■ To do:
Which lines of the data below include the string "start"? Return each of them.

(Collected data)
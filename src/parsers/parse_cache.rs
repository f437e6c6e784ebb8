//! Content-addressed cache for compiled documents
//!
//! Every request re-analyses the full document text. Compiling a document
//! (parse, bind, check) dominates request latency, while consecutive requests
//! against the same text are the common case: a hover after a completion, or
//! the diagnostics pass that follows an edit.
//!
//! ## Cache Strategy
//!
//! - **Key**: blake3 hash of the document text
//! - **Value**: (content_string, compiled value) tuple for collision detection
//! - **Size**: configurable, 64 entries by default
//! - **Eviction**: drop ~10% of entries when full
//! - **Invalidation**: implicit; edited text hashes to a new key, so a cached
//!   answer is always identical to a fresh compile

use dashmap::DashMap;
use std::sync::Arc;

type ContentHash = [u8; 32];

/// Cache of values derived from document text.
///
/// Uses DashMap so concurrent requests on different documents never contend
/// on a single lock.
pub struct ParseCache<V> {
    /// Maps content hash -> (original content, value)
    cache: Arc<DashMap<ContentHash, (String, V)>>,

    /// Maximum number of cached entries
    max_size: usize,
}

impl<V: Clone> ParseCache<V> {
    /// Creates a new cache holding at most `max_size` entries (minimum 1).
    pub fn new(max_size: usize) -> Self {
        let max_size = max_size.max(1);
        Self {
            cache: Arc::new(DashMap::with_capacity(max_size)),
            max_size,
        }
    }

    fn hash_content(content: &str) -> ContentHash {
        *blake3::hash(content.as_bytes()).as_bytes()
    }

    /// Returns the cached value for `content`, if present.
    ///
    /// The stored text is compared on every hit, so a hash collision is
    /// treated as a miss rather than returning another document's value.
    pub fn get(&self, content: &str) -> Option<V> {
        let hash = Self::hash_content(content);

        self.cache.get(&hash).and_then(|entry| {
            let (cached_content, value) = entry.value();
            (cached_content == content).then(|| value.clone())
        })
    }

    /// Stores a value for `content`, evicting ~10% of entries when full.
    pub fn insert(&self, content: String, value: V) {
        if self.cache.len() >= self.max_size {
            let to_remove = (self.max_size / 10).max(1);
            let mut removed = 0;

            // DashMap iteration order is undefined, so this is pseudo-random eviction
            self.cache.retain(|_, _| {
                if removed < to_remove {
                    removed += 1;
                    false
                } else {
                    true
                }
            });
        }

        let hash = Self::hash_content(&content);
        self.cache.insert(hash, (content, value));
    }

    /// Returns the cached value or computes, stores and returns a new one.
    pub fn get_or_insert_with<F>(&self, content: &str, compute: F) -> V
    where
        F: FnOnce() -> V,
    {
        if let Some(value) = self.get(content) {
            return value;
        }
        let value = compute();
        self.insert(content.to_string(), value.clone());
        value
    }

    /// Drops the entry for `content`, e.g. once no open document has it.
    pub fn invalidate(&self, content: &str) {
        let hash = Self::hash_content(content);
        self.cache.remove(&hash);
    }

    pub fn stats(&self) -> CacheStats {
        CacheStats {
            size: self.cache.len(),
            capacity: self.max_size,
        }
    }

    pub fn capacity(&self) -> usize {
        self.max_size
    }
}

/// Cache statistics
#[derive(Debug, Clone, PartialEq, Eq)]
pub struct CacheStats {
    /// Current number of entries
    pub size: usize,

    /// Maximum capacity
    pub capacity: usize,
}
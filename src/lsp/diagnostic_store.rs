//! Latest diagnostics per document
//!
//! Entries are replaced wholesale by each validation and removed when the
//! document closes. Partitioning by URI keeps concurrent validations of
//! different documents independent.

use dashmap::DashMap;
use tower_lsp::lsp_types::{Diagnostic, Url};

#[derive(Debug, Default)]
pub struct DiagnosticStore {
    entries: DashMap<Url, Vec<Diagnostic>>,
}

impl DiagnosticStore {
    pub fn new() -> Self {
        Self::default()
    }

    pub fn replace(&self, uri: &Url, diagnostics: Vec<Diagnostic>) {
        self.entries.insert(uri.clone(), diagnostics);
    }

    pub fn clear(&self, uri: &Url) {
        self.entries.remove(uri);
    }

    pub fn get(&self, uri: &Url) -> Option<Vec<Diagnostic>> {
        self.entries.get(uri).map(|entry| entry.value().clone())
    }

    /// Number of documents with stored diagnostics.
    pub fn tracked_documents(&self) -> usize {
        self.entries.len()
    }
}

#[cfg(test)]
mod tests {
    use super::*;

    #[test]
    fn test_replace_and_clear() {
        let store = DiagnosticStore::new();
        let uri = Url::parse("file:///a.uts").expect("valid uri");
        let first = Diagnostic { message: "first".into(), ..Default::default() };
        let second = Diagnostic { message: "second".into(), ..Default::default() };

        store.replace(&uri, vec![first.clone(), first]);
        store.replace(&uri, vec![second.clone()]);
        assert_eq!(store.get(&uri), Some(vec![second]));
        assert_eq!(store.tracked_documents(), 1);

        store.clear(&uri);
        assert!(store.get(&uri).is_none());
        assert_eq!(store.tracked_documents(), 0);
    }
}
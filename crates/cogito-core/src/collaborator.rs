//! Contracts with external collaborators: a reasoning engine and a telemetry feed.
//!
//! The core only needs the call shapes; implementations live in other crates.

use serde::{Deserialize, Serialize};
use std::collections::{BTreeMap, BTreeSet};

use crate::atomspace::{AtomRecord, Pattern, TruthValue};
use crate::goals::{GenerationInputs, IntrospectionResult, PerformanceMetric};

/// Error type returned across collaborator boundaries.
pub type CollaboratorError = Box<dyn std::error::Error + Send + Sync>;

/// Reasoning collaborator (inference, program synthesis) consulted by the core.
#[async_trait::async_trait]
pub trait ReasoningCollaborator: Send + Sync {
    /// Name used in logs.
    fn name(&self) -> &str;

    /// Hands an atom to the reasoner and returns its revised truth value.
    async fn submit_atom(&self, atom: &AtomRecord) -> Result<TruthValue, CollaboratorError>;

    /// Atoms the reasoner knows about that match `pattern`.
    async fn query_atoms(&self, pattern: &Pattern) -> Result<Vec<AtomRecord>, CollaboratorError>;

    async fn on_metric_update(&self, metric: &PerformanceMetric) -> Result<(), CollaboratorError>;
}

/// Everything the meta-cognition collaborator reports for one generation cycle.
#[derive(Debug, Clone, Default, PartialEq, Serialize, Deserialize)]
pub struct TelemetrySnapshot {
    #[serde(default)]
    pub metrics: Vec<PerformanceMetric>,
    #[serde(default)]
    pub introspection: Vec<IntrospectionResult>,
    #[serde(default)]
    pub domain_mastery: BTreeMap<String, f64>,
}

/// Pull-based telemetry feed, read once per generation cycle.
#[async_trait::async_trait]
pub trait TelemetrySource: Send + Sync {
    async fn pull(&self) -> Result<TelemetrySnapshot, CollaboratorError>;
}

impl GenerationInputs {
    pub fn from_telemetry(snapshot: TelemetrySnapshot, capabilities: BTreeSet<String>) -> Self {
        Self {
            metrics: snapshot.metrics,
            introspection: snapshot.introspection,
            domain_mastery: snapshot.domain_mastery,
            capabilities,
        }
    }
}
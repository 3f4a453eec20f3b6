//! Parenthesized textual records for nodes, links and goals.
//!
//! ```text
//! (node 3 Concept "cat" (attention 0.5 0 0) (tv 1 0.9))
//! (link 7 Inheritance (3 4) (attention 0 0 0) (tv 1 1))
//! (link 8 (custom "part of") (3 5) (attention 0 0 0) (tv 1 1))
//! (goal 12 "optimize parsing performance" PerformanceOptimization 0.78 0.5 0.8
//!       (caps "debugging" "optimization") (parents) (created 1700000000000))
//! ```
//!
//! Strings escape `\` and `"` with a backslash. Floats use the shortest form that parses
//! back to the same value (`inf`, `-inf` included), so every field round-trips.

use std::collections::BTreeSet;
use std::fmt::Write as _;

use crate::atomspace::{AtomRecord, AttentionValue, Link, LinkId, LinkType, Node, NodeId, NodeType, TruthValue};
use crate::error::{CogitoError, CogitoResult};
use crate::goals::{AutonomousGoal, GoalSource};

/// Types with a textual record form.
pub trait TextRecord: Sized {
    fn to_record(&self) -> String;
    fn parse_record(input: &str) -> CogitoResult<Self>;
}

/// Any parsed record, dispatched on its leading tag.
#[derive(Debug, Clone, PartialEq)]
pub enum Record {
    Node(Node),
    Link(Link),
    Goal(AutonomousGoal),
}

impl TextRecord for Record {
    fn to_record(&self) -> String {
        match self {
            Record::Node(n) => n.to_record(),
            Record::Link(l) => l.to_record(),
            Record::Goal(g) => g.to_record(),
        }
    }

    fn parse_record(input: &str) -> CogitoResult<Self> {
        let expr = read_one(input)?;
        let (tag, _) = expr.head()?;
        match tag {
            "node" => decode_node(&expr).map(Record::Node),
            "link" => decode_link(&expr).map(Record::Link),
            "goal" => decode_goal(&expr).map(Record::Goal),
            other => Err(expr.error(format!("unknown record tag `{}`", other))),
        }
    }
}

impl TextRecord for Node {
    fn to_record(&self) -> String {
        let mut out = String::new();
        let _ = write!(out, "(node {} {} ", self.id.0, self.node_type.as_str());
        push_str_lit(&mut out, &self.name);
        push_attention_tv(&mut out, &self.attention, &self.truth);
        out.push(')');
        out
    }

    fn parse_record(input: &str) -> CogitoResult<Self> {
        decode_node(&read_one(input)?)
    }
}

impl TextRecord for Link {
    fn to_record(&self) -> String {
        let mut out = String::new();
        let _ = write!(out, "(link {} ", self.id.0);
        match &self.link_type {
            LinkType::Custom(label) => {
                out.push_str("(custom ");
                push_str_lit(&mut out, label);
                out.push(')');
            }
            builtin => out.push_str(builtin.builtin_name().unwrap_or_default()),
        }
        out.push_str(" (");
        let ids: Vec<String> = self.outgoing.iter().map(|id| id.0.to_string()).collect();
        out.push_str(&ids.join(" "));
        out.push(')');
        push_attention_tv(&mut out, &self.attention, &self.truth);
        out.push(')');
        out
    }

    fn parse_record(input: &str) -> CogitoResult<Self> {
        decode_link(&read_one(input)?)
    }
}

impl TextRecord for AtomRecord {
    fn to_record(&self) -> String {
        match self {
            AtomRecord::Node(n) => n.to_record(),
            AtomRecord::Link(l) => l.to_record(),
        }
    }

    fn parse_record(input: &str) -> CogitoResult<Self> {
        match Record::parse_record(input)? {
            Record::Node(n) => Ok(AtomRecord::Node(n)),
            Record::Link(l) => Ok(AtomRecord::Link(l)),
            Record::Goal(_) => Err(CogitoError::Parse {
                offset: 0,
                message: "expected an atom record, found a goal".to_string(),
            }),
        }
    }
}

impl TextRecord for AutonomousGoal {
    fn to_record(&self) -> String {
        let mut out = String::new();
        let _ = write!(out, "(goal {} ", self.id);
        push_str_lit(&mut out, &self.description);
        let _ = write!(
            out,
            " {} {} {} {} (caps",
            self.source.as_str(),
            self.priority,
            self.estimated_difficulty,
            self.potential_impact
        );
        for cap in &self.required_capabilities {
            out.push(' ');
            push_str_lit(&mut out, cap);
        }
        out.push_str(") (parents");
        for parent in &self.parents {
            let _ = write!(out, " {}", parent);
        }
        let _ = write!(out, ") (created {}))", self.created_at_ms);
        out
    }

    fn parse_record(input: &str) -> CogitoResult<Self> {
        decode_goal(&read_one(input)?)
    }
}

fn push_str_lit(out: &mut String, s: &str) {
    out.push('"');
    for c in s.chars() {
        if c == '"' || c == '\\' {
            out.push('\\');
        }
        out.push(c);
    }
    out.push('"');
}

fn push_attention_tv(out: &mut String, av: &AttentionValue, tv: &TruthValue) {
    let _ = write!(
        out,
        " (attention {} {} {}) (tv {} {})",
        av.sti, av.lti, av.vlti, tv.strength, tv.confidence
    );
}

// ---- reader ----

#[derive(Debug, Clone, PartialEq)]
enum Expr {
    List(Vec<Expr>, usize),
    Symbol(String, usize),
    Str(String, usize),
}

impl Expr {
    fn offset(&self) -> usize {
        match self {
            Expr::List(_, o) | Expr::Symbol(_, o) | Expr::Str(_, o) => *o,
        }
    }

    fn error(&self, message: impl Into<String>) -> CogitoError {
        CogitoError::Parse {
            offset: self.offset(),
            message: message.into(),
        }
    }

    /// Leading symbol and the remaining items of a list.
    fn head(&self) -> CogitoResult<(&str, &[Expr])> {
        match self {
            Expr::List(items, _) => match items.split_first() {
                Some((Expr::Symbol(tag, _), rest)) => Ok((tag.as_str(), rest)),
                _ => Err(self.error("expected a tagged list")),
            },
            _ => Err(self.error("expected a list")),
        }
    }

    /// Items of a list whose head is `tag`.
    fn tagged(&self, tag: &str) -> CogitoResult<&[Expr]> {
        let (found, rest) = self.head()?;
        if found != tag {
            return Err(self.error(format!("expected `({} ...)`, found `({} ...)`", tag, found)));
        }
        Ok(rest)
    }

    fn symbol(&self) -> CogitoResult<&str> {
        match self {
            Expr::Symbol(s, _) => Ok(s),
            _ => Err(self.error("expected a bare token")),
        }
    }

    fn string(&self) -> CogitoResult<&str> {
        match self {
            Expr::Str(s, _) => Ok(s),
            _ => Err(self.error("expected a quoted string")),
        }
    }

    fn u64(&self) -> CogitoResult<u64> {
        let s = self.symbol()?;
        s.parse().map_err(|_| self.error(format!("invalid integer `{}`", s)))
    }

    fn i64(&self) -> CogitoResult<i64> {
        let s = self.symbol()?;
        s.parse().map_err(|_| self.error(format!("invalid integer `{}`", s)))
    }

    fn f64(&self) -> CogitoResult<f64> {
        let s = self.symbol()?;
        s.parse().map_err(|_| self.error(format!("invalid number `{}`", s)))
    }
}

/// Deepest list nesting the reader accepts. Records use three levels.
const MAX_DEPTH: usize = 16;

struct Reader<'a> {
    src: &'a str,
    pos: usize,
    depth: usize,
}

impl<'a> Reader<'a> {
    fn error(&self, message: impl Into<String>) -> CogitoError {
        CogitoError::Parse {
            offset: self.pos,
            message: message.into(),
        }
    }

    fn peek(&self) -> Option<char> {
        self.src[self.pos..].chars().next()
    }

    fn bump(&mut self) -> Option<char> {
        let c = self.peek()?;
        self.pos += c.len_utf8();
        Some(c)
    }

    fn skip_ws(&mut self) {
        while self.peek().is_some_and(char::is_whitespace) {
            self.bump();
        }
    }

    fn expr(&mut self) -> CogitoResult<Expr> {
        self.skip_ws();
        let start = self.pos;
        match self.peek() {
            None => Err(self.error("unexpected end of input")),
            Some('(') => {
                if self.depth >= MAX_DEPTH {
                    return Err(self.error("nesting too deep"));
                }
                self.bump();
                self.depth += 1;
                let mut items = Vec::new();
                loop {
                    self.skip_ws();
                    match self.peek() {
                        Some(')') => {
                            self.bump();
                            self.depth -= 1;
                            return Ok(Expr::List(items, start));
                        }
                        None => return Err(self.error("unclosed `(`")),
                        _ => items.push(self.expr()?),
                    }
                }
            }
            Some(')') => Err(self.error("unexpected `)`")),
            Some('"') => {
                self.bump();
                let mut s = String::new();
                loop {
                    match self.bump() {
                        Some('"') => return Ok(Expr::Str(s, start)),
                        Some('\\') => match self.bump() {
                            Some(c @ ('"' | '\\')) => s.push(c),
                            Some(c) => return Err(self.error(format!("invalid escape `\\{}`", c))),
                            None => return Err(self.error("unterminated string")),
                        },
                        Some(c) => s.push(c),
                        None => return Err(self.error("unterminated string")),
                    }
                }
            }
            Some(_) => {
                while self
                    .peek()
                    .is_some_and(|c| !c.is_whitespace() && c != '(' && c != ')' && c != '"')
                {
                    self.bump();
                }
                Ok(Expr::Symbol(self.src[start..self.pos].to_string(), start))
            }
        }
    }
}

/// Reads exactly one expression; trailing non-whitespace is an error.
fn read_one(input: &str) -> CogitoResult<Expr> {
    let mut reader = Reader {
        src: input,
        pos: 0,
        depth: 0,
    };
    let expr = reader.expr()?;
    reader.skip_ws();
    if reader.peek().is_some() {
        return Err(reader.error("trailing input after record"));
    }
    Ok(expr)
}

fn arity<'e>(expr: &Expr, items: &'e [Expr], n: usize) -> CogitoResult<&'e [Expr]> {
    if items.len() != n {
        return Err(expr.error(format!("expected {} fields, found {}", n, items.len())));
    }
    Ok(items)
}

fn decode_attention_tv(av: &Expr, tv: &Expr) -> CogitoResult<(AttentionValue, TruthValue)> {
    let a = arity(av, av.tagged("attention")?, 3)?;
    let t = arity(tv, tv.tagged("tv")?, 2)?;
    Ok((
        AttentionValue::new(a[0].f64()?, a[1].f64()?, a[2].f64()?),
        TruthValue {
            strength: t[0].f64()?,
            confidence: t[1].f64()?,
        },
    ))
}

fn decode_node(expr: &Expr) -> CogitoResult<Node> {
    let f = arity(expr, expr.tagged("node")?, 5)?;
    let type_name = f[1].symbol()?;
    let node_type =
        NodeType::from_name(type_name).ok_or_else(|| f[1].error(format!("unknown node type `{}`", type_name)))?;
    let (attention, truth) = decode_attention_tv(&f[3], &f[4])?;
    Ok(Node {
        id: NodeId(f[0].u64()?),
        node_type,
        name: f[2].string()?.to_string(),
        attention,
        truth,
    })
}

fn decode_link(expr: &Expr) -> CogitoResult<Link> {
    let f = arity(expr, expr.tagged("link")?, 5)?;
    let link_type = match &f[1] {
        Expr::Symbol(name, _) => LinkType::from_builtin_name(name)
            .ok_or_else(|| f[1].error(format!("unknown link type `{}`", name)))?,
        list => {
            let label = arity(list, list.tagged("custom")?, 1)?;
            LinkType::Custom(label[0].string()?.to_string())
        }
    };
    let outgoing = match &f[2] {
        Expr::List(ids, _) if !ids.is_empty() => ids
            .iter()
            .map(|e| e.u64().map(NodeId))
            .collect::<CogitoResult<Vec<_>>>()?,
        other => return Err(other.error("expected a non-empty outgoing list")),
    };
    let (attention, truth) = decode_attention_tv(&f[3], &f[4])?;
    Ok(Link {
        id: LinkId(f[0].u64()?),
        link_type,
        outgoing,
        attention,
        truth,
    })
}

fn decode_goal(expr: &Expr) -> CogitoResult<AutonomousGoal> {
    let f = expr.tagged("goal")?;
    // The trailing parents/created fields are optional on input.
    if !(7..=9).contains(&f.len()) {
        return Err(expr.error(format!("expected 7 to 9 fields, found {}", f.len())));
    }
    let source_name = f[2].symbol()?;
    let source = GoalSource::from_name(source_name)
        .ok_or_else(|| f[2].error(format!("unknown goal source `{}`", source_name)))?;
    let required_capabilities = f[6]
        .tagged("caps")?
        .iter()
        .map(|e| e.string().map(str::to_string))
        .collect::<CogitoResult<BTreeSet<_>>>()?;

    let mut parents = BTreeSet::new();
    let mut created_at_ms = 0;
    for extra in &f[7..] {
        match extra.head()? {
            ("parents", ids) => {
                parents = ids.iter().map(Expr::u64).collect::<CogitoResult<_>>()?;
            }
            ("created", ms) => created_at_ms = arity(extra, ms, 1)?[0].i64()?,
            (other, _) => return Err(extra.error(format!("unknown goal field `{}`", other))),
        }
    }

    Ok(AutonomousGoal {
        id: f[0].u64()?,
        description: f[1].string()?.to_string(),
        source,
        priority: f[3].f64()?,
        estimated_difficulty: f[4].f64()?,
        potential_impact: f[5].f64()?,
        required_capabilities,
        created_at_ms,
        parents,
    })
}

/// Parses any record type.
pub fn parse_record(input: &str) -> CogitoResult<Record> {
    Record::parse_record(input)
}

■ Answer to this problem:
        let start = self.pos;
                            return Ok(Expr::List(items, start));
                        Some('"') => return Ok(Expr::Str(s, start)),
                Ok(Expr::Symbol(self.src[start..self.pos].to_string(), start))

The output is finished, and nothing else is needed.